In the 1980s only 3% of their volunteers were aged 50 or over, by 2008 they were 28%.
I don’t have more recent figures, though they are likely to have risen. As teachers, nurses, doctors, engineers, among others, they provide considerably more skill and experience to low-income countries than most younger people. Thus many older people avoid loneliness and alleviate that of others less active or fortunate than themselves, as part of their normal lives.
As this health crisis has progressed ,official edicts have changed and begun to recognize diversity among older people, that those with ‘underlying health conditions’ of any age are most in danger, not everyone over the arbitrary age of 70. It has become obvious that many younger people are dying, especially medical workers exposed by being inadequately protected, BAME people disproportionately, and men more than women. But the initial alerts have left many older people seriously frightened, afraid to leave their homes, not allowed to receive visitors, not always competent with technology to contact friends and relatives, experiencing solitude as fear and loneliness.
But if healthy older people have been delivered a bad time by government COVID policies, frailer people are having it worse. They will hear in the media that some hospital doctors refuse advanced treatment to save the lives of people past 70. The health service has a long history of such discrimination, judging older lives less worth saving than those of the young because they have few years left to live. They fail to recognize how many people are now living longer in good health, with potential for years of life at least as useful as many younger people.

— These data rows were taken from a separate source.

//! Expired Entry Purge Task
//!
//! Background task that periodically drops expired cache entries so a
//! long-lived store does not keep stale entries for keys it no longer reads.

use std::sync::Arc;
use std::time::Duration;

use tokio::task::JoinHandle;
use tracing::{debug, info};

use crate::backend::Collection;
use crate::store::Store;

/// Shortest interval the purge loop will sleep for
pub const MIN_PURGE_INTERVAL: Duration = Duration::from_millis(10);

/// Spawns a background task that periodically purges expired entries from
/// `store`'s cache.
///
/// Purging never changes what a read returns: an expired entry already
/// behaves as absent. Intervals below [`MIN_PURGE_INTERVAL`] are raised to it.
/// The returned handle can be used to abort the task.
///
/// # Example
/// ```ignore
/// let store = Arc::new(Store::new(MemoryCollection::new(), chrono::Duration::seconds(10)));
/// let purge_handle = spawn_purge_task(store.clone(), Duration::from_secs(60));
/// // Later, during shutdown:
/// purge_handle.abort();
/// ```
pub fn spawn_purge_task<C>(store: Arc<Store<C>>, interval: Duration) -> JoinHandle<()>
where
    C: Collection + 'static,
{
    let interval = interval.max(MIN_PURGE_INTERVAL);

    tokio::spawn(async move {
        info!(interval_ms = interval.as_millis() as u64, "starting cache purge task");

        loop {
            tokio::time::sleep(interval).await;

            let removed = store.purge_expired();
            if removed > 0 {
                info!(removed, "cache purge removed expired entries");
            } else {
                debug!("cache purge found no expired entries");
            }
        }
    })
}
//! Background Tasks Module
//!
//! Contains background tasks that run periodically alongside a store.
//!
//! # Tasks
//! - Purge: Drops expired cache entries at configured intervals

mod purge;

pub use purge::{spawn_purge_task, MIN_PURGE_INTERVAL};
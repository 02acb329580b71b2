//! Cache Statistics Module
//!
//! Tracks cache behaviour: hits, cached absences, misses, fills and purges.

use serde::Serialize;

// == Cache Stats ==
/// Tracks cache performance metrics.
#[derive(Debug, Clone, Default, Serialize)]
pub struct CacheStats {
    /// Lookups answered by a fresh document entry
    pub hits: u64,
    /// Lookups answered by a fresh "not found" entry
    pub negative_hits: u64,
    /// Lookups that found nothing fresh (absent or expired)
    pub misses: u64,
    /// Entries written by reads or writes
    pub fills: u64,
    /// Read-through fills dropped because a write or clear overtook them
    pub skipped_fills: u64,
    /// Expired entries dropped by purging
    pub purged: u64,
    /// Current number of entries in the cache, fresh or not
    pub total_entries: usize,
}

impl CacheStats {
    // == Constructor ==
    /// Creates a new CacheStats with all counters at zero.
    pub fn new() -> Self {
        Self::default()
    }

    // == Hit Rate ==
    /// Fraction of lookups that avoided the backing collection.
    ///
    /// Cached absences count as hits. Returns 0.0 if no lookups have been made.
    pub fn hit_rate(&self) -> f64 {
        let answered = self.hits + self.negative_hits;
        let total = answered + self.misses;
        if total == 0 {
            0.0
        } else {
            answered as f64 / total as f64
        }
    }

    pub fn record_hit(&mut self) {
        self.hits += 1;
    }

    pub fn record_negative_hit(&mut self) {
        self.negative_hits += 1;
    }

    pub fn record_miss(&mut self) {
        self.misses += 1;
    }

    pub fn record_fill(&mut self) {
        self.fills += 1;
    }

    pub fn record_skipped_fill(&mut self) {
        self.skipped_fills += 1;
    }

    pub fn record_purged(&mut self, count: usize) {
        self.purged += count as u64;
    }

    pub fn set_total_entries(&mut self, count: usize) {
        self.total_entries = count;
    }
}
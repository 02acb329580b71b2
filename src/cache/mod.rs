//! Cache Module
//!
//! Provides the in-process TTL cache with negative-result entries.

mod entry;
mod stats;
mod table;

#[cfg(test)]
mod property_tests;

// Re-export public types
pub use entry::{CacheEntry, CachedValue};
pub use stats::CacheStats;
pub use table::{Cache, FillTicket};
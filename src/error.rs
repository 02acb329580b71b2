//! Error types for the persistent store cache
//!
//! Provides unified error handling using thiserror.

use thiserror::Error;

// == Store Error Enum ==
/// Unified error type for store operations.
#[derive(Error, Debug)]
pub enum StoreError {
    /// The backing collection holds no document for the key
    #[error("Document not found: {key}")]
    NotFound { key: String },

    /// The backing collection failed (transport, I/O, decoding on its side)
    #[error("Backing store failure for key {key}")]
    Backend {
        key: String,
        #[source]
        source: anyhow::Error,
    },

    /// The caller's value could not be encoded, or a stored document
    /// could not be decoded into the requested type
    #[error("Codec error for key {key}")]
    Codec {
        key: String,
        #[source]
        source: serde_json::Error,
    },
}

impl StoreError {
    /// Returns true if this is a definite not-found result.
    pub fn is_not_found(&self) -> bool {
        matches!(self, StoreError::NotFound { .. })
    }

    /// The key the failing operation was addressing.
    pub fn key(&self) -> &str {
        match self {
            StoreError::NotFound { key }
            | StoreError::Backend { key, .. }
            | StoreError::Codec { key, .. } => key,
        }
    }

    pub(crate) fn not_found(key: &str) -> Self {
        StoreError::NotFound {
            key: key.to_string(),
        }
    }

    pub(crate) fn backend(key: &str, source: anyhow::Error) -> Self {
        StoreError::Backend {
            key: key.to_string(),
            source,
        }
    }

    pub(crate) fn codec(key: &str, source: serde_json::Error) -> Self {
        StoreError::Codec {
            key: key.to_string(),
            source,
        }
    }
}

// == Result Type Alias ==
/// Convenience Result type for store operations.
pub type Result<T> = std::result::Result<T, StoreError>;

Sometimes doctors may act in desperation, forced to make hard choices because of overload of patients and/or inadequate facilities but, still, such discrimination is unacceptable.
Many doctors recognize this and, after much criticism, it now appears to be official policy to judge all patients by their state of health and potential for recovery regardless of age.
A possible good outcome of this crisis would be if it finally alerted us to the extent of discrimination against older people and its harmful effects. For decades, social care of older and disabled people has been under-funded and inadequate, especially since cuts and privatization by Thatcher in the 1980s, continued under ‘austerity’ since 2010. This now leaves many people isolated at home or stuck in hospital beds because there is no space in care homes.
Repeatedly since 1948, when present structures were established, official and unofficial critics have urged integration of universal, free health care and means-tested, locally variable, social care services into a free, adequately funded, service to give frail older people the care they need and deserve. But they have been persistently ignored by successive governments refusing priority to the needs of older and disabled people.
Many people are frightened and disturbed by the COVID crisis, but older people have reason to fear it most, due at least as much to government and medical policy and practice as to the virus itself, adding to the danger of depression in self-isolation. Even if they try to cheer themselves by escaping for the permitted daily walk, the benches in the local park may be roped off, for fear that sitting somehow encourages contagion.
Older people may need to rest on a half-hour healthy walk, but again their needs were forgotten, deemed less important than others, heightening fears of marginalization and isolation, the worst kind of solitude. Then, at last, on 17th April, following protest, senior police announced that ‘it is acceptable for a person to stop for a break in exercise’. Let’s hope it makes life easier for some people.
Pat Thane is a Visiting Professor in History at Birkbeck, University of London. She has written extensively on old age and ageing, including Old Age in English History: Past Experiences, Present Issues (2000).